▶ **Data listing**

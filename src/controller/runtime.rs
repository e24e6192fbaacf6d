use std::cell::{Cell, RefCell};
use std::fmt;
use std::rc::Rc;

use crate::config::{FrameFailurePolicy, RuntimeConfig};
use crate::controller::ghost::Ghost;
use crate::controller::level::Level;
use crate::controller::player::Player;
use crate::controller::scheduler::{FrameControl, FrameScheduler};
use crate::error::{BackendError, FrameError, InitError, LifecycleError};
use crate::logging::Logger;
use crate::model::{CameraHandle, Clock, Scene, SceneNode, TimeSource};
use crate::view::{Presentation, RenderBackend, RenderSurface, Viewport};

/// Lifecycle phase of the runtime loop.
#[derive(Debug, Clone, Copy, PartialEq, Eq)]
pub enum LoopState {
    Uninitialized,
    Initializing,
    ReadyIdle,
    Running,
    /// Terminal; initialization did not complete.
    Failed,
}

impl LoopState {
    /// States in which frames are rendered.
    pub fn renders(self) -> bool {
        matches!(self, LoopState::ReadyIdle | LoopState::Running)
    }
}

impl fmt::Display for LoopState {
    fn fmt(&self, f: &mut fmt::Formatter<'_>) -> fmt::Result {
        f.write_str(match self {
            LoopState::Uninitialized => "uninitialized",
            LoopState::Initializing => "initializing",
            LoopState::ReadyIdle => "ready-idle",
            LoopState::Running => "running",
            LoopState::Failed => "failed",
        })
    }
}

/// Host services the loop is wired to.
pub struct Platform {
    pub scheduler: Box<dyn FrameScheduler>,
    pub viewport: Box<dyn Viewport>,
    pub presentation: Box<dyn Presentation>,
    pub logger: Rc<dyn Logger>,
    pub time: Rc<dyn TimeSource>,
}

/// Everything that only exists after a successful `initialize()`.
struct Session<S, PS, GS> {
    clock: Clock,
    scene: Scene,
    camera: CameraHandle,
    surface: S,
    player_state: PS,
    ghost_state: GS,
}

/// State touched by the frame callback.
struct LoopCore<B: RenderBackend, P: Player, G: Ghost<P::State>> {
    state: LoopState,
    backend: B,
    player: P,
    ghost: G,
    session: Option<Session<B::Surface, P::State, G::State>>,
    logger: Rc<dyn Logger>,
    policy: FrameFailurePolicy,
    frames: u64,
    last_frame_error: Option<String>,
}

impl<B: RenderBackend, P: Player, G: Ghost<P::State>> LoopCore<B, P, G> {
    fn frame(&mut self) -> FrameControl {
        if !self.state.renders() {
            return FrameControl::Halt;
        }
        let LoopCore { state, backend, player, ghost, session, .. } = self;
        let Some(session) = session.as_mut() else {
            return FrameControl::Halt;
        };

        let delta = session.clock.delta();
        let result = run_frame(*state == LoopState::Running, delta, backend, player, ghost, session);
        self.frames += 1;

        match result {
            Ok(()) => {
                self.last_frame_error = None;
                FrameControl::Continue
            }
            Err(err) => self.frame_failed(err),
        }
    }

    fn frame_failed(&mut self, err: FrameError) -> FrameControl {
        let message = err.to_string();
        // the same failure every frame would flood the session log
        if self.last_frame_error.as_deref() != Some(message.as_str()) {
            self.logger.record_error(&err);
            self.last_frame_error = Some(message);
        }
        match self.policy {
            FrameFailurePolicy::LogAndContinue => FrameControl::Continue,
            FrameFailurePolicy::Halt => {
                tracing::warn!(frame = self.frames, "frame schedule halted after error");
                FrameControl::Halt
            }
        }
    }
}

fn run_frame<B: RenderBackend, P: Player, G: Ghost<P::State>>(
    simulate: bool,
    delta: f32,
    backend: &mut B,
    player: &mut P,
    ghost: &mut G,
    session: &mut Session<B::Surface, P::State, G::State>,
) -> Result<(), FrameError> {
    if simulate {
        player
            .update(delta, &mut session.player_state, &mut session.scene)
            .map_err(FrameError::Player)?;
        ghost
            .update(delta, &mut session.ghost_state, &session.player_state, &mut session.scene)
            .map_err(FrameError::Ghost)?;
    }
    let camera = session.camera.borrow();
    backend
        .render(&mut session.surface, &session.scene, &camera)
        .map_err(FrameError::Render)?;
    Ok(())
}

/// Owns the lifecycle state machine, the session it builds, and the frame
/// schedule that drives it.
///
/// All methods take `&self`: the loop lives behind an `Rc` shared with the
/// page event handlers, and every handler runs to completion on one thread.
pub struct RuntimeLoop<B, P, G, L>
where
    B: RenderBackend + 'static,
    P: Player + 'static,
    G: Ghost<P::State> + 'static,
    L: Level,
{
    config: RuntimeConfig,
    core: Rc<RefCell<LoopCore<B, P, G>>>,
    level: RefCell<Option<L>>,
    scheduler: RefCell<Box<dyn FrameScheduler>>,
    scheduled: Cell<bool>,
    viewport: Box<dyn Viewport>,
    presentation: RefCell<Box<dyn Presentation>>,
    logger: Rc<dyn Logger>,
    time: Rc<dyn TimeSource>,
}

impl<B, P, G, L> RuntimeLoop<B, P, G, L>
where
    B: RenderBackend + 'static,
    P: Player + 'static,
    G: Ghost<P::State> + 'static,
    L: Level,
{
    pub fn new(config: RuntimeConfig, backend: B, player: P, ghost: G, level: L, platform: Platform) -> Self {
        let core = LoopCore {
            state: LoopState::Uninitialized,
            backend,
            player,
            ghost,
            session: None,
            logger: platform.logger.clone(),
            policy: config.frame_failure_policy,
            frames: 0,
            last_frame_error: None,
        };
        Self {
            config,
            core: Rc::new(RefCell::new(core)),
            level: RefCell::new(Some(level)),
            scheduler: RefCell::new(platform.scheduler),
            scheduled: Cell::new(false),
            viewport: platform.viewport,
            presentation: RefCell::new(platform.presentation),
            logger: platform.logger,
            time: platform.time,
        }
    }

    pub fn state(&self) -> LoopState {
        self.core.borrow().state
    }

    /// Frame callbacks that ran an update/render pass.
    pub fn frames(&self) -> u64 {
        self.core.borrow().frames
    }

    pub fn logger(&self) -> Rc<dyn Logger> {
        self.logger.clone()
    }

    pub fn camera(&self) -> Option<CameraHandle> {
        self.core.borrow().session.as_ref().map(|session| session.camera.clone())
    }

    pub fn surface_size(&self) -> Option<(u32, u32)> {
        self.core.borrow().session.as_ref().map(|session| session.surface.size())
    }

    pub fn with_scene<R>(&self, f: impl FnOnce(&Scene) -> R) -> Option<R> {
        self.core.borrow().session.as_ref().map(|session| f(&session.scene))
    }

    /// Build the session and start rendering.
    ///
    /// Failures are recorded on the logger and move the loop to `Failed`;
    /// the error is also returned. Calling this a second time is rejected
    /// without touching the running session.
    pub async fn initialize(&self) -> Result<(), InitError> {
        {
            let mut core = self.core.borrow_mut();
            if core.state != LoopState::Uninitialized {
                let err = LifecycleError { signal: "initialize", state: core.state };
                tracing::warn!(%err, "ignoring repeated initialization");
                return Err(err.into());
            }
            core.state = LoopState::Initializing;
        }
        tracing::info!("initializing");

        match self.build_session().await {
            Ok(session) => {
                {
                    let mut core = self.core.borrow_mut();
                    core.session = Some(session);
                    core.state = LoopState::ReadyIdle;
                }
                // resizes that arrived while the level was loading found no session
                let (width, height) = self.viewport.size();
                if let Err(err) = self.on_resize(width, height) {
                    tracing::warn!(%err, "could not apply the current viewport size");
                }
                self.logger.record("Initialization complete.");
                self.register_frame_schedule();
                Ok(())
            }
            Err(err) => {
                self.core.borrow_mut().state = LoopState::Failed;
                self.logger.record_error(&err);
                Err(err)
            }
        }
    }

    async fn build_session(&self) -> Result<Session<B::Surface, P::State, G::State>, InitError> {
        let clock = Clock::new(self.time.clone(), self.config.max_frame_delta);
        let (width, height) = self.viewport.size();

        let (mut scene, camera, surface, player_state) = {
            let mut core = self.core.borrow_mut();
            let core = &mut *core;

            let mut scene = core.backend.create_scene(&self.config.scene).map_err(InitError::Scene)?;
            let aspect = width as f32 / height as f32;
            let camera = core.backend.create_camera(&self.config.camera, aspect).map_err(InitError::Camera)?;
            let surface = core
                .backend
                .create_surface(&self.config.surface_options(width, height))
                .map_err(InitError::Surface)?;

            let ambient = core.backend.create_ambient_light(&self.config.lighting).map_err(InitError::Lighting)?;
            scene.add(SceneNode::AmbientLight(ambient));

            // flashlight is parented before the camera joins the scene
            let flashlight = core.backend.create_spot_light(&self.config.flashlight).map_err(InitError::Lighting)?;
            let camera: CameraHandle = Rc::new(RefCell::new(camera));
            camera.borrow_mut().attach(flashlight);
            scene.add(SceneNode::Camera(camera.clone()));

            let player_state = core.player.init(camera.clone()).map_err(InitError::Player)?;
            (scene, camera, surface, player_state)
        };

        let mut level = self
            .level
            .borrow_mut()
            .take()
            .ok_or_else(|| InitError::Level(anyhow::anyhow!("level was already consumed")))?;
        level.load(&mut scene).await.map_err(InitError::Level)?;
        tracing::debug!(nodes = scene.len(), "level loaded");

        let ghost_state = self.core.borrow_mut().ghost.spawn(&mut scene).map_err(InitError::Ghost)?;

        Ok(Session { clock, scene, camera, surface, player_state, ghost_state })
    }

    fn register_frame_schedule(&self) {
        if self.scheduled.replace(true) {
            tracing::warn!("frame schedule already registered");
            return;
        }
        let core = Rc::downgrade(&self.core);
        self.scheduler.borrow_mut().schedule(Box::new(move || {
            let Some(core) = core.upgrade() else {
                return FrameControl::Halt;
            };
            let mut core = core.borrow_mut();
            core.frame()
        }));
    }

    /// Leave the idle screen and start simulating. Only valid in `ReadyIdle`.
    pub fn start(&self) -> Result<(), LifecycleError> {
        let state = self.state();
        if state != LoopState::ReadyIdle {
            let err = LifecycleError { signal: "start", state };
            tracing::debug!(%err);
            return Err(err);
        }
        self.presentation.borrow_mut().dismiss_loading_screen();
        self.core.borrow_mut().state = LoopState::Running;
        self.logger.record("Game started.");
        Ok(())
    }

    /// Match camera projection and surface size to the new viewport.
    ///
    /// Ignored until the session exists and for zero-sized viewports.
    pub fn on_resize(&self, width: u32, height: u32) -> Result<(), BackendError> {
        if width == 0 || height == 0 {
            tracing::debug!(width, height, "ignoring degenerate resize");
            return Ok(());
        }
        let mut core = self.core.borrow_mut();
        let LoopCore { backend, session, .. } = &mut *core;
        let Some(session) = session.as_mut() else {
            tracing::debug!(width, height, "resize before the render surface exists");
            return Ok(());
        };

        {
            let mut camera = session.camera.borrow_mut();
            camera.set_aspect(width, height);
            camera.update_projection();
        }

        if session.surface.size() != (width, height) {
            if let Err(err) = backend.resize_surface(&mut session.surface, width, height) {
                self.logger.record_error(&err);
                return Err(err);
            }
            tracing::debug!(width, height, "surface resized");
        }
        Ok(())
    }
}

▶ **Exercise requirements**
Using the data above, say how many lines include "CameraHandle". No other reply is needed.

▶ **Response box**
4